Task item →
Which lines below contain the word "shape"? Copy each one.

The records →
########################################
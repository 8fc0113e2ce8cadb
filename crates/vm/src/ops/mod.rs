//! Opcode decoding and the per-family handlers.
//!
//! `decode` reads one opcode (plus its immediates) at the program counter
//! and produces a [`DecodedOp`] describing its stack shape, gas fee and
//! behavior. The engine applies the uniform per-step checks before running
//! the handler.

mod arithmetic;
mod array;
mod bitwise;
mod control;
mod crypto;
mod exception;
mod push;
mod splice;
mod stack;

use crate::execution_context::ExecutionContext;
use crate::execution_engine::ExecutionEngine;
use crate::limits::fee;
use crate::op_code::OpCode;
use crate::stack_item::StackItem;
use crate::{VmError, VmResult};

/// Inputs handed to an opcode handler: the immediate bytes and the popped
/// stack arguments, top-first.
pub(crate) struct OpArgs {
    pub operand: Vec<u8>,
    pub main: Vec<StackItem>,
    pub alt: Vec<StackItem>,
}

/// Items a handler pushes back, bottom-first (the last element ends on
/// top).
#[derive(Default)]
pub(crate) struct OpOutput {
    pub main: Vec<StackItem>,
    pub alt: Vec<StackItem>,
}

impl OpOutput {
    /// No stack effect.
    pub fn none() -> Self {
        Self::default()
    }

    /// A single item pushed onto the main stack.
    pub fn one(item: StackItem) -> Self {
        Self {
            main: vec![item],
            alt: Vec::new(),
        }
    }

    /// Several items pushed onto the main stack, bottom-first.
    pub fn many(items: Vec<StackItem>) -> Self {
        Self {
            main: items,
            alt: Vec::new(),
        }
    }
}

/// An opcode's behavior.
pub(crate) type OpHandler =
    fn(&mut ExecutionEngine, &mut ExecutionContext, OpArgs) -> VmResult<OpOutput>;

/// A decoded instruction: stack shape, accounting data and behavior.
pub(crate) struct DecodedOp {
    pub op: OpCode,
    /// Items popped from the main stack before the handler runs.
    pub num_in: usize,
    /// Items popped from the alt stack.
    pub num_in_alt: usize,
    /// Upper bound on items the handler pushes to the main stack.
    pub num_out: usize,
    /// Upper bound on items pushed to the alt stack.
    pub num_out_alt: usize,
    /// Extra main-stack depth delta applied inside the handler.
    pub modify: isize,
    /// Extra alt-stack depth delta applied inside the handler.
    pub modify_alt: isize,
    /// Invocation frames this opcode adds.
    pub invocation: u32,
    /// Gas fee in raw units.
    pub fee: i64,
    /// Immediate bytes read during decode.
    pub operand: Vec<u8>,
    pub handler: OpHandler,
}

impl DecodedOp {
    /// A descriptor with the default fee and no alt-stack or frame effects.
    pub fn simple(op: OpCode, num_in: usize, num_out: usize, handler: OpHandler) -> Self {
        Self {
            op,
            num_in,
            num_in_alt: 0,
            num_out,
            num_out_alt: 0,
            modify: 0,
            modify_alt: 0,
            invocation: 0,
            fee: fee::DEFAULT,
            operand: Vec::new(),
            handler,
        }
    }

    pub fn with_operand(mut self, operand: Vec<u8>) -> Self {
        self.operand = operand;
        self
    }

    pub fn with_modify(mut self, modify: isize) -> Self {
        self.modify = modify;
        self
    }

    pub fn with_fee(mut self, fee: i64) -> Self {
        self.fee = fee;
        self
    }

    pub fn with_invocation(mut self, invocation: u32) -> Self {
        self.invocation = invocation;
        self
    }

    pub fn with_alt(mut self, num_in_alt: usize, num_out_alt: usize) -> Self {
        self.num_in_alt = num_in_alt;
        self.num_out_alt = num_out_alt;
        self
    }
}

/// Decodes the instruction at the program counter, advancing it past the
/// opcode byte and any immediates.
pub(crate) fn decode(ctx: &mut ExecutionContext) -> VmResult<DecodedOp> {
    let byte = ctx.script.byte_at(ctx.pc)?;
    if ctx.push_only && !OpCode::is_push_allowed(byte) {
        return Err(VmError::PushOnlyViolation { opcode: byte });
    }
    let op = OpCode::from_byte(byte)?;
    ctx.pc += 1;

    use OpCode::*;
    match op {
        PUSH0 | PUSHDATA1 | PUSHDATA2 | PUSHDATA4 | PUSHM1 => push::decode(op, ctx),
        op if (op.as_byte() >= PUSHBYTES1.as_byte() && op.as_byte() <= PUSHBYTES75.as_byte())
            || (op.as_byte() >= PUSH1.as_byte() && op.as_byte() <= PUSH16.as_byte()) =>
        {
            push::decode(op, ctx)
        }
        NOP | JMP | JMPIF | JMPIFNOT | CALL | RET | APPCALL | SYSCALL | TAILCALL => {
            control::decode(op, ctx)
        }
        DUPFROMALTSTACK | TOALTSTACK | FROMALTSTACK | XDROP | XSWAP | XTUCK | DEPTH | DROP
        | DUP | NIP | OVER | PICK | ROLL | ROT | SWAP | TUCK => stack::decode(op),
        CAT | SUBSTR | LEFT | RIGHT | SIZE => splice::decode(op),
        INVERT | AND | OR | XOR | EQUAL => bitwise::decode(op),
        INC | DEC | SIGN | NEGATE | ABS | NOT | NZ | ADD | SUB | MUL | DIV | MOD | SHL | SHR
        | BOOLAND | BOOLOR | NUMEQUAL | NUMNOTEQUAL | LT | GT | LTE | GTE | MIN | MAX | WITHIN => {
            arithmetic::decode(op)
        }
        SHA1 | SHA256 | HASH160 | HASH256 | CHECKSIG | CHECKMULTISIG => crypto::decode(op, ctx),
        ARRAYSIZE | PACK | UNPACK | PICKITEM | SETITEM | NEWARRAY | NEWSTRUCT => {
            array::decode(op, ctx)
        }
        THROW | THROWIFNOT => exception::decode(op),
        _ => Err(VmError::UnknownOpCode {
            opcode: op.as_byte(),
        }),
    }
}
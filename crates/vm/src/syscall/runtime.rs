//! `Neo.Runtime.*`: trigger introspection, witness checks and actions.

use super::signature_redeem_script;
use crate::execution_context::ExecutionContext;
use crate::execution_engine::ExecutionEngine;
use crate::stack_item::StackItem;
use crate::{VmError, VmResult};
use neo_core::UInt160;
use neo_cryptography::{hash, ECPoint};

pub(super) fn get_trigger(
    engine: &mut ExecutionEngine,
    _ctx: &mut ExecutionContext,
    _args: Vec<StackItem>,
) -> VmResult<Vec<StackItem>> {
    Ok(vec![StackItem::integer(engine.trigger().as_byte())])
}

/// The argument is either a 20-byte script hash or a 33-byte public key;
/// a key is reduced to the hash of its single-signature redeem script.
pub(super) fn check_witness(
    engine: &mut ExecutionEngine,
    _ctx: &mut ExecutionContext,
    args: Vec<StackItem>,
) -> VmResult<Vec<StackItem>> {
    let bytes = args[0].as_bytes()?;
    let hash = match bytes.len() {
        20 => UInt160::from_bytes(&bytes)
            .map_err(|e| VmError::invalid_arguments("CheckWitness", e.to_string()))?,
        33 => {
            let point = ECPoint::decode(&bytes)
                .map_err(|e| VmError::invalid_arguments("CheckWitness", e.to_string()))?;
            UInt160::from(hash::hash160(&signature_redeem_script(&point)))
        }
        other => {
            return Err(VmError::invalid_arguments(
                "CheckWitness",
                format!("expected 20 or 33 bytes, got {other}"),
            ))
        }
    };
    Ok(vec![StackItem::Boolean(engine.check_witness(&hash)?)])
}

pub(super) fn notify(
    engine: &mut ExecutionEngine,
    ctx: &mut ExecutionContext,
    args: Vec<StackItem>,
) -> VmResult<Vec<StackItem>> {
    let parameter = args[0].to_contract_parameter()?;
    engine.emit_notification(ctx.script_hash(), parameter);
    Ok(Vec::new())
}

pub(super) fn log(
    engine: &mut ExecutionEngine,
    ctx: &mut ExecutionContext,
    args: Vec<StackItem>,
) -> VmResult<Vec<StackItem>> {
    let message = String::from_utf8_lossy(&args[0].as_bytes()?).into_owned();
    engine.emit_log(ctx.script_hash(), message);
    Ok(Vec::new())
}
########################################
Reply to the task →
//! and produces a [`DecodedOp`] describing its stack shape, gas fee and
/// A decoded instruction: stack shape, accounting data and behavior.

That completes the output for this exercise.